Tina Curwen studied MBChB Medicine at ARU, and was among our first cohort of medical students to graduate in 2023. She reflects on her university journey.
Before arriving at ARU, I completed a Forensic Science degree and trained as a teacher. After a few years of dealing with rowdy classrooms and endless lesson plans, I decided it was time for a change and another challenge. And what’s more peaceful and stress-free than a career in medicine?
My journey with ARU started with a phone call from the admissions team offering me a space on the Medicine course, after being rejected from my four other options. That call changed everything, and I couldn’t believe I had been offered a place. The feeling of excitement mixed with imposter syndrome is unforgettable, and still gives me goosebumps. It was even more special that I’ve been part of the first cohort at the School of Medicine.
My journey has been filled with laughter, tears, long nights studying, and enough coffee to fuel an army with many challenges along the way, but it’s made my experience more of an adventure and has been made easier by the support I’ve been able to access from ARU.
As this was my second degree, I wasn’t eligible for the usual student finance which posed a huge challenge and meant I was working alongside a very demanding course. Thankfully, some of this pressure was relieved by being awarded an ARU bursary in my first year, and access to a hardship fund when times were particularly tough in my third year, without which, would have made it difficult for me to complete the course as well as keep up with my volunteering commitments with the Students' Union and as a special constable with Essex Police.
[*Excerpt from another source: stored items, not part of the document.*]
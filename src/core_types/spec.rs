//! Test specification: what to generate and how to render it.
//!
//! Values are validated once, when the specification is built. Everything
//! downstream works with the typed enums.

use crate::error::{GenError, GenResult};
use serde::{Deserialize, Serialize};
use std::fmt;
use std::str::FromStr;

/// Category of test a generator produces.
#[derive(Debug, Clone, Copy, PartialEq, Eq, Hash, PartialOrd, Ord, Serialize, Deserialize)]
#[serde(rename_all = "lowercase")]
pub enum TestType {
    Functional,
    Security,
    Api,
    Ui,
    Performance,
    Accessibility,
    Edge,
}

impl TestType {
    pub const ALL: [TestType; 7] = [
        Self::Functional,
        Self::Security,
        Self::Api,
        Self::Ui,
        Self::Performance,
        Self::Accessibility,
        Self::Edge,
    ];

    pub fn as_str(&self) -> &'static str {
        match self {
            Self::Functional => "functional",
            Self::Security => "security",
            Self::Api => "api",
            Self::Ui => "ui",
            Self::Performance => "performance",
            Self::Accessibility => "accessibility",
            Self::Edge => "edge",
        }
    }

    /// Prefix used in test case identifiers.
    pub fn id_prefix(&self) -> &'static str {
        match self {
            Self::Functional => "FUNC",
            Self::Security => "SEC",
            Self::Api => "API",
            Self::Ui => "UI",
            Self::Performance => "PERF",
            Self::Accessibility => "A11Y",
            Self::Edge => "EDGE",
        }
    }
}

impl fmt::Display for TestType {
    fn fmt(&self, f: &mut fmt::Formatter<'_>) -> fmt::Result {
        f.write_str(self.as_str())
    }
}

impl FromStr for TestType {
    type Err = GenError;

    fn from_str(s: &str) -> Result<Self, Self::Err> {
        match normalize(s).as_str() {
            "functional" => Ok(Self::Functional),
            "security" => Ok(Self::Security),
            "api" => Ok(Self::Api),
            "ui" => Ok(Self::Ui),
            "performance" => Ok(Self::Performance),
            "accessibility" | "a11y" => Ok(Self::Accessibility),
            "edge" | "edge_case" | "edge_cases" => Ok(Self::Edge),
            _ => Err(GenError::invalid_specification(format!(
                "unsupported test type '{s}'"
            ))),
        }
    }
}

#[derive(Debug, Clone, Copy, PartialEq, Eq, Hash, Default, Serialize, Deserialize)]
#[serde(rename_all = "lowercase")]
pub enum TestLevel {
    Unit,
    #[default]
    Integration,
    E2e,
    System,
}

impl TestLevel {
    pub fn as_str(&self) -> &'static str {
        match self {
            Self::Unit => "unit",
            Self::Integration => "integration",
            Self::E2e => "e2e",
            Self::System => "system",
        }
    }
}

impl fmt::Display for TestLevel {
    fn fmt(&self, f: &mut fmt::Formatter<'_>) -> fmt::Result {
        f.write_str(self.as_str())
    }
}

impl FromStr for TestLevel {
    type Err = GenError;

    fn from_str(s: &str) -> Result<Self, Self::Err> {
        match normalize(s).as_str() {
            "unit" => Ok(Self::Unit),
            "integration" => Ok(Self::Integration),
            "e2e" | "end_to_end" => Ok(Self::E2e),
            "system" => Ok(Self::System),
            _ => Err(GenError::invalid_specification(format!(
                "unsupported test level '{s}'"
            ))),
        }
    }
}

#[derive(Debug, Clone, Copy, PartialEq, Eq, Hash, Default, Serialize, Deserialize)]
#[serde(rename_all = "lowercase")]
pub enum OutputFormat {
    #[default]
    Gherkin,
    Playwright,
    Pytest,
    Cypress,
    Selenium,
    Junit,
    Human,
}

impl OutputFormat {
    pub fn as_str(&self) -> &'static str {
        match self {
            Self::Gherkin => "gherkin",
            Self::Playwright => "playwright",
            Self::Pytest => "pytest",
            Self::Cypress => "cypress",
            Self::Selenium => "selenium",
            Self::Junit => "junit",
            Self::Human => "human",
        }
    }
}

impl fmt::Display for OutputFormat {
    fn fmt(&self, f: &mut fmt::Formatter<'_>) -> fmt::Result {
        f.write_str(self.as_str())
    }
}

impl FromStr for OutputFormat {
    type Err = GenError;

    fn from_str(s: &str) -> Result<Self, Self::Err> {
        match normalize(s).as_str() {
            "gherkin" | "feature" => Ok(Self::Gherkin),
            "playwright" => Ok(Self::Playwright),
            "pytest" => Ok(Self::Pytest),
            "cypress" => Ok(Self::Cypress),
            "selenium" => Ok(Self::Selenium),
            "junit" => Ok(Self::Junit),
            "human" | "human_readable" | "markdown" => Ok(Self::Human),
            _ => Err(GenError::invalid_specification(format!(
                "unsupported output format '{s}'"
            ))),
        }
    }
}

#[derive(Debug, Clone, Copy, PartialEq, Eq, Hash, PartialOrd, Ord, Default, Serialize, Deserialize)]
#[serde(rename_all = "lowercase")]
pub enum Priority {
    Low,
    #[default]
    Medium,
    High,
}

impl Priority {
    pub fn as_str(&self) -> &'static str {
        match self {
            Self::Low => "low",
            Self::Medium => "medium",
            Self::High => "high",
        }
    }

    /// One level up, saturating at `High`.
    pub fn raised(self) -> Self {
        match self {
            Self::Low => Self::Medium,
            Self::Medium | Self::High => Self::High,
        }
    }
}

impl fmt::Display for Priority {
    fn fmt(&self, f: &mut fmt::Formatter<'_>) -> fmt::Result {
        f.write_str(self.as_str())
    }
}

impl FromStr for Priority {
    type Err = GenError;

    fn from_str(s: &str) -> Result<Self, Self::Err> {
        match normalize(s).as_str() {
            "low" => Ok(Self::Low),
            "medium" => Ok(Self::Medium),
            "high" => Ok(Self::High),
            _ => Err(GenError::invalid_specification(format!(
                "unsupported priority '{s}'"
            ))),
        }
    }
}

fn normalize(value: &str) -> String {
    value.trim().to_ascii_lowercase().replace(['-', ' '], "_")
}

/// Immutable generation configuration supplied by the caller.
///
/// `test_types` keeps the order the caller asked for; it drives the order
/// of the merged output.
#[derive(Debug, Clone, PartialEq, Eq, Serialize, Deserialize)]
pub struct TestSpecification {
    test_types: Vec<TestType>,
    pub test_level: TestLevel,
    pub output_format: OutputFormat,
    pub priority: Priority,
}

impl Default for TestSpecification {
    fn default() -> Self {
        Self {
            test_types: vec![TestType::Functional],
            test_level: TestLevel::default(),
            output_format: OutputFormat::default(),
            priority: Priority::default(),
        }
    }
}

impl TestSpecification {
    /// Build a specification, dropping repeated test types.
    ///
    /// # Errors
    ///
    /// Returns [`GenError::InvalidSpecification`] when `test_types` is empty.
    pub fn new(
        test_types: impl IntoIterator<Item = TestType>,
        test_level: TestLevel,
        output_format: OutputFormat,
        priority: Priority,
    ) -> GenResult<Self> {
        let mut ordered = Vec::new();
        for test_type in test_types {
            if !ordered.contains(&test_type) {
                ordered.push(test_type);
            }
        }
        if ordered.is_empty() {
            return Err(GenError::invalid_specification(
                "at least one test type is required",
            ));
        }

        Ok(Self {
            test_types: ordered,
            test_level,
            output_format,
            priority,
        })
    }

    /// Build a specification from the loosely typed strings front ends collect.
    ///
    /// # Errors
    ///
    /// Returns [`GenError::InvalidSpecification`] naming the first value that
    /// is not recognized.
    pub fn parse<S: AsRef<str>>(
        test_types: &[S],
        test_level: &str,
        output_format: &str,
        priority: &str,
    ) -> GenResult<Self> {
        let types = test_types
            .iter()
            .map(|value| value.as_ref().parse::<TestType>())
            .collect::<GenResult<Vec<_>>>()?;

        Self::new(
            types,
            test_level.parse()?,
            output_format.parse()?,
            priority.parse()?,
        )
    }

    pub fn test_types(&self) -> &[TestType] {
        &self.test_types
    }

    /// Copy of this specification targeting a single test type.
    pub fn for_type(&self, test_type: TestType) -> Self {
        Self {
            test_types: vec![test_type],
            ..self.clone()
        }
    }
}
I also had the opportunity to volunteer in India which would not have been a possibility had it not been subsidised by ARU. This trip pushed me out of my comfort zone; I faced new challenges and learnt more about myself and the world. I came away with a deeper understanding of what is truly important in life, and I was reminded of the power of kindness, compassion, and courage. I am grateful that these trips are accessible to all students and I was very lucky to have been given the opportunity; an opportunity that wouldn’t have been possible without the support of ARU, and its alumni.
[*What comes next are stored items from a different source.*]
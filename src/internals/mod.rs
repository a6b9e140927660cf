//! Resilience plumbing shared by every backend: retry and rate limiting.

pub mod rate_limit;
pub mod retry;

pub use rate_limit::RateLimiter;
pub use retry::{RetryExecutor, RetryPolicy};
Reflecting on the past five years, I realise just how much I’ve been able to achieve. Setting up the Pets as Therapy wellbeing visits, taking part in research projects, founding two Students' Union societies, and organising collections for the homeless fill me with a sense of pride and accomplishment.
I could never have imagined that the phone call five years ago would lead to such a fulfilling academic journey. It’s been a long and challenging road, but I’m grateful for the opportunities that have come my way and I can’t wait to see where this new adventure takes me. ARU has really developed me, and I thank the University for taking a chance on me and allowing me these amazing opportunities.
To everyone who has been there along the way, my family and friends, my mentors, lecturers, and all the staff and alumni at ARU who have been part of my journey and helped me succeed, I want to say thank you all for your support, and cheers to the next chapter!